# Learned somthing today.



## JoatTX (Jul 4, 2021)

I have a Wards powerkraft 84-tlc2130 that I have had for a few years gathering dust in my shop.

When I got it it had a face plate, dead center in the tail stock and a couple of lathe dogs.  No tool holder of any kind.  I was able to get a bison 3 jaw for it and with the help of a buddy, got the back plate fit to it. Put an aloris AXA QCTP on it and started learning.

Lately I learned that I need to stay off ebay.  In the past 3 weeks I bought a Logan precision collet closer and not 1, but 2, 6" Buck 4 jaw chucks.  

I can justify one of the chucks, the second chuck is a little more difficult to rationalize, and the collet closer not at all.  Luckily the collet closer came with 8 collets with most of them in sizes that I can see using, someday, maybe...

At least I'm learning something from this hobby.  LOL


----------



## KevinM (Jul 4, 2021)

You will fit right in here.


----------



## Ulma Doctor (Jul 4, 2021)

Just wait until you buy more machinery just because the price is right , and necessity is no longer considered


----------



## Brento (Jul 4, 2021)

If only i had space or the money to buy more machinery myself. Id love a surface grinder. Have no use for one exactly but would still love one lol. I myself need to stay off the interwebs or i would keep buying. Im still in search of a cheap tool box and plus still need some 3c collets, a 5c collet block and some mt2 collets for my mill. The list goes on!


----------



## markba633csi (Jul 4, 2021)

You'll thank yourself for getting the collet set eventually, even if you don't see a need for it now.  
-Mark


----------



## mmcmdl (Jul 4, 2021)

Brento said:


> If only i had space or the money to buy more machinery myself. Id love a surface grinder. Have no use for one exactly but would still love one lol. I myself need to stay off the interwebs or i would keep buying. Im still in search of a cheap tool box and plus still need some 3c collets, a 5c collet block and some mt2 collets for my mill. The list goes on!

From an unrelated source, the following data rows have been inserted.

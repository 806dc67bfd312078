//! JSON configuration documents.
//!
//! The configuration format is friendlier than the canonical model: enums are
//! written by name, flows are flat, and the tailwater only accepts the
//! constant-elevation fields. [`project_from_config`] turns it into a
//! [`Project`]; it does not run invariant validation.

use std::collections::BTreeMap;
use std::path::Path;

use cf_core::UnitSystem;
use serde::Deserialize;

use crate::codes::{
    CulvertMaterial, CulvertShape, FlowMethod, ImprovedInletEdgeType, InletEdgeType,
    InletEdgeType71, InletType, RoadwaySurface, TailwaterType,
};
use crate::schema::{Barrel, Crossing, Flow, ManningPair, Project, Roadway, Tailwater};

#[derive(thiserror::Error, Debug)]
pub enum ConfigError {
    #[error("Missing required field '{field}' in {context}")]
    MissingField { field: String, context: String },

    #[error("Unsupported {what} '{value}'")]
    UnknownName { what: &'static str, value: String },

    #[error("Unsupported flow method '{value}'")]
    UnsupportedFlowMethod { value: String },

    #[error("Tailwater type '{value}' is not supported. Configure a constant elevation.")]
    UnsupportedTailwater { value: String },

    #[error("Tailwater fields ({fields}) are not supported. Configure a constant elevation.")]
    UnsupportedTailwaterFields { fields: String },

    #[error("JSON error: {0}")]
    Json(#[from] serde_json::Error),

    #[error("I/O error: {0}")]
    Io(#[from] std::io::Error),
}

pub type ConfigResult<T> = Result<T, ConfigError>;

#[derive(Debug, Default, Deserialize)]
#[serde(default)]
pub struct ProjectConfig {
    pub project: ProjectSection,
    pub crossings: Vec<CrossingConfig>,
}

#[derive(Debug, Default, Deserialize)]
#[serde(default)]
pub struct ProjectSection {
    pub title: String,
    pub designer: String,
    pub notes: String,
    pub units: Option<String>,
    pub exit_loss_option: i64,
}

#[derive(Debug, Default, Deserialize)]
#[serde(default)]
pub struct CrossingConfig {
    pub name: Option<String>,
    pub notes: String,
    pub uuid: Option<String>,
    pub flow: FlowConfig,
    pub tailwater: TailwaterConfig,
    pub roadway: RoadwayConfig,
    pub culverts: Vec<CulvertConfig>,
}

#[derive(Debug, Default, Deserialize)]
#[serde(default)]
pub struct FlowConfig {
    pub method: Option<String>,
    pub minimum: f64,
    pub design: f64,
    pub maximum: f64,
    pub user_values: Vec<f64>,
    pub user_value_labels: Vec<String>,
}

#[derive(Debug, Default, Deserialize)]
#[serde(default)]
pub struct TailwaterConfig {
    #[serde(rename = "type")]
    pub kind: Option<String>,
    pub constant_elevation: f64,
    pub invert_elevation: f64,
    /// Channel geometry keys are captured only to be rejected.
    #[serde(flatten)]
    pub extra: BTreeMap<String, serde_json::Value>,
}

#[derive(Debug, Deserialize)]
#[serde(default)]
pub struct RoadwayConfig {
    pub width: f64,
    pub shape: i64,
    pub surface: Option<String>,
    pub stations: Vec<f64>,
    pub elevations: Vec<f64>,
}

impl Default for RoadwayConfig {
    fn default() -> Self {
        Self {
            width: 0.0,
            shape: 1,
            surface: None,
            stations: Vec::new(),
            elevations: Vec::new(),
        }
    }
}

#[derive(Debug, Deserialize)]
#[serde(default)]
pub struct CulvertConfig {
    pub name: Option<String>,
    pub span: f64,
    pub rise: f64,
    pub shape: Option<String>,
    pub material: Option<String>,
    pub number_of_barrels: i64,
    pub inlet_invert_station: f64,
    pub inlet_invert_elevation: f64,
    pub outlet_invert_station: f64,
    pub outlet_invert_elevation: f64,
    pub roadway_station: f64,
    pub barrel_spacing: Option<f64>,
    pub manning_n_top: Option<f64>,
    pub manning_n_bottom: Option<f64>,
    pub inlet_type: Option<String>,
    pub inlet_edge_type: Option<String>,
    pub inlet_edge_type71: Option<String>,
    pub improved_inlet_edge_type: Option<String>,
    pub notes: String,
}

impl Default for CulvertConfig {
    fn default() -> Self {
        Self {
            name: None,
            span: 0.0,
            rise: 0.0,
            shape: None,
            material: None,
            number_of_barrels: 1,
            inlet_invert_station: 0.0,
            inlet_invert_elevation: 0.0,
            outlet_invert_station: 0.0,
            outlet_invert_elevation: 0.0,
            roadway_station: 0.0,
            barrel_spacing: None,
            manning_n_top: None,
            manning_n_bottom: None,
            inlet_type: None,
            inlet_edge_type: None,
            inlet_edge_type71: None,
            improved_inlet_edge_type: None,
            notes: String::new(),
        }
    }
}

const REJECTED_TAILWATER_FIELDS: [&str; 4] =
    ["bottom_width", "channel_slope", "manning_n", "rating_curve"];

fn named<T>(
    value: Option<&str>,
    what: &'static str,
    parse: impl Fn(&str) -> Option<T>,
    default: T,
) -> ConfigResult<T> {
    match value {
        None => Ok(default),
        Some(text) => parse(text).ok_or_else(|| ConfigError::UnknownName {
            what,
            value: text.to_string(),
        }),
    }
}

fn required(value: Option<String>, field: &str, context: String) -> ConfigResult<String> {
    value.ok_or_else(|| ConfigError::MissingField {
        field: field.to_string(),
        context,
    })
}

impl FlowConfig {
    fn into_flow(self) -> ConfigResult<Flow> {
        let method = match self.method.as_deref() {
            None => FlowMethod::MinDesignMax,
            Some(text) => FlowMethod::from_name(text).ok_or_else(|| {
                ConfigError::UnsupportedFlowMethod {
                    value: text.to_string(),
                }
            })?,
        };
        Ok(match method {
            FlowMethod::MinDesignMax => {
                Flow::min_design_max(self.minimum, self.design, self.maximum)
            }
            FlowMethod::UserDefined => Flow::labelled(self.user_values, self.user_value_labels),
        })
    }
}

impl TailwaterConfig {
    fn into_tailwater(self) -> ConfigResult<Tailwater> {
        if let Some(text) = self.kind.as_deref() {
            let kind = TailwaterType::from_name(text).ok_or_else(|| ConfigError::UnknownName {
                what: "tailwater type",
                value: text.to_string(),
            })?;
            if kind != TailwaterType::Constant {
                return Err(ConfigError::UnsupportedTailwater {
                    value: kind.label().to_string(),
                });
            }
        }
        let rejected: Vec<&str> = REJECTED_TAILWATER_FIELDS
            .iter()
            .copied()
            .filter(|field| self.extra.contains_key(*field))
            .collect();
        if !rejected.is_empty() {
            return Err(ConfigError::UnsupportedTailwaterFields {
                fields: rejected.join(", "),
            });
        }
        Ok(Tailwater::constant(
            self.constant_elevation,
            self.invert_elevation,
        ))
    }
}

impl RoadwayConfig {
    fn into_roadway(self, crossing: &str) -> ConfigResult<Roadway> {
        let surface_name = required(
            self.surface,
            "surface",
            format!("roadway of crossing '{crossing}' (paved, gravel, user_defined)"),
        )?;
        let surface = named(
            Some(surface_name.as_str()),
            "roadway surface",
            RoadwaySurface::from_name,
            RoadwaySurface::Paved,
        )?;
        Ok(Roadway {
            width: self.width,
            shape: self.shape,
            surface,
            stations: self.stations,
            elevations: self.elevations,
        })
    }
}

impl CulvertConfig {
    fn into_barrel(self, crossing: &str) -> ConfigResult<Barrel> {
        let name = required(self.name, "name", format!("culvert in crossing '{crossing}'"))?;
        let material = named(
            self.material.as_deref(),
            "culvert material",
            CulvertMaterial::from_name,
            CulvertMaterial::Concrete,
        )?;
        let manning = match (self.manning_n_top, self.manning_n_bottom) {
            (None, None) => None,
            (top, bottom) => {
                let derived = ManningPair::for_material(material);
                Some(ManningPair {
                    top: top.unwrap_or(derived.top),
                    bottom: bottom.unwrap_or(derived.bottom),
                })
            }
        };
        Ok(Barrel {
            name,
            shape: named(
                self.shape.as_deref(),
                "culvert shape",
                CulvertShape::from_name,
                CulvertShape::Circle,
            )?,
            material,
            span: self.span,
            rise: self.rise,
            number_of_barrels: self.number_of_barrels,
            inlet_invert_station: self.inlet_invert_station,
            inlet_invert_elevation: self.inlet_invert_elevation,
            outlet_invert_station: self.outlet_invert_station,
            outlet_invert_elevation: self.outlet_invert_elevation,
            roadway_station: self.roadway_station,
            inlet_type: named(
                self.inlet_type.as_deref(),
                "inlet type",
                InletType::from_name,
                InletType::default(),
            )?,
            inlet_edge_type: named(
                self.inlet_edge_type.as_deref(),
                "inlet edge type",
                InletEdgeType::from_name,
                InletEdgeType::default(),
            )?,
            inlet_edge_type71: named(
                self.inlet_edge_type71.as_deref(),
                "legacy inlet edge type",
                InletEdgeType71::from_name,
                InletEdgeType71::default(),
            )?,
            improved_inlet_edge_type: named(
                self.improved_inlet_edge_type.as_deref(),
                "improved inlet edge type",
                ImprovedInletEdgeType::from_name,
                ImprovedInletEdgeType::default(),
            )?,
            manning,
            barrel_spacing: self.barrel_spacing,
            notes: self.notes,
        })
    }
}

impl CrossingConfig {
    fn into_crossing(self) -> ConfigResult<Crossing> {
        let name = required(self.name, "name", "crossing".to_string())?;
        let barrels = self
            .culverts
            .into_iter()
            .map(|c| c.into_barrel(&name))
            .collect::<ConfigResult<Vec<_>>>()?;
        Ok(Crossing {
            notes: self.notes,
            flow: self.flow.into_flow()?,
            tailwater: self.tailwater.into_tailwater()?,
            roadway: self.roadway.into_roadway(&name)?,
            barrels,
            guid: self.uuid,
            name,
        })
    }
}

pub fn project_from_config(config: ProjectConfig) -> ConfigResult<Project> {
    let units = named(
        config.project.units.as_deref(),
        "unit system",
        |text| text.parse::<UnitSystem>().ok(),
        UnitSystem::English,
    )?;
    let crossings = config
        .crossings
        .into_iter()
        .map(CrossingConfig::into_crossing)
        .collect::<ConfigResult<Vec<_>>>()?;
    Ok(Project {
        title: config.project.title,
        designer: config.project.designer,
        notes: config.project.notes,
        units,
        exit_loss_option: config.project.exit_loss_option,
        crossings,
    })
}

pub fn project_from_json_str(text: &str) -> ConfigResult<Project> {
    let config: ProjectConfig = serde_json::from_str(text)?;
    project_from_config(config)
}

pub fn load_config(path: &Path) -> ConfigResult<Project> {
    let text = std::fs::read_to_string(path)?;
    let project = project_from_json_str(&text)?;
    tracing::info!(
        path = %path.display(),
        crossings = project.crossings.len(),
        "loaded project configuration"
    );
    Ok(project)
}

I'll keep my eye out for you Brent , and you know I can deliver !


----------



## wa5cab (Jul 4, 2021)

I bought a 2MT (and a 3MT) collet set from CTC in Hong Kong.  Quality was good.  One thing that I will point out about MT collets in general is that they typically come in 1/16" increments.  So as a general statement, they do not give continuous coverage for holding over their size range. So they cannot replace chucks in general.


----------



## Brento (Jul 4, 2021)

I have an ER system in 2MT bc of that reason. I would still like to have the full set though.


----------



## wa5cab (Jul 4, 2021)

OK.  I'll bite.  How can you have an ER set "in 2MT"?


----------



## Brento (Jul 4, 2021)

It is basically a collet chuck with a 2MT shank that will go into the spindle.


----------



## wa5cab (Jul 5, 2021)

OK.  Is the 2MT arbor drilled/tapped for some type of drawbar and do you have said drawbar?  If not, I strongly recommend against attempting to use it in the headstock until it is and you do.


----------



## Brento (Jul 5, 2021)

Well its for my mill not the lathe but yes i have the draw bar


----------



## wa5cab (Jul 5, 2021)

OK.


----------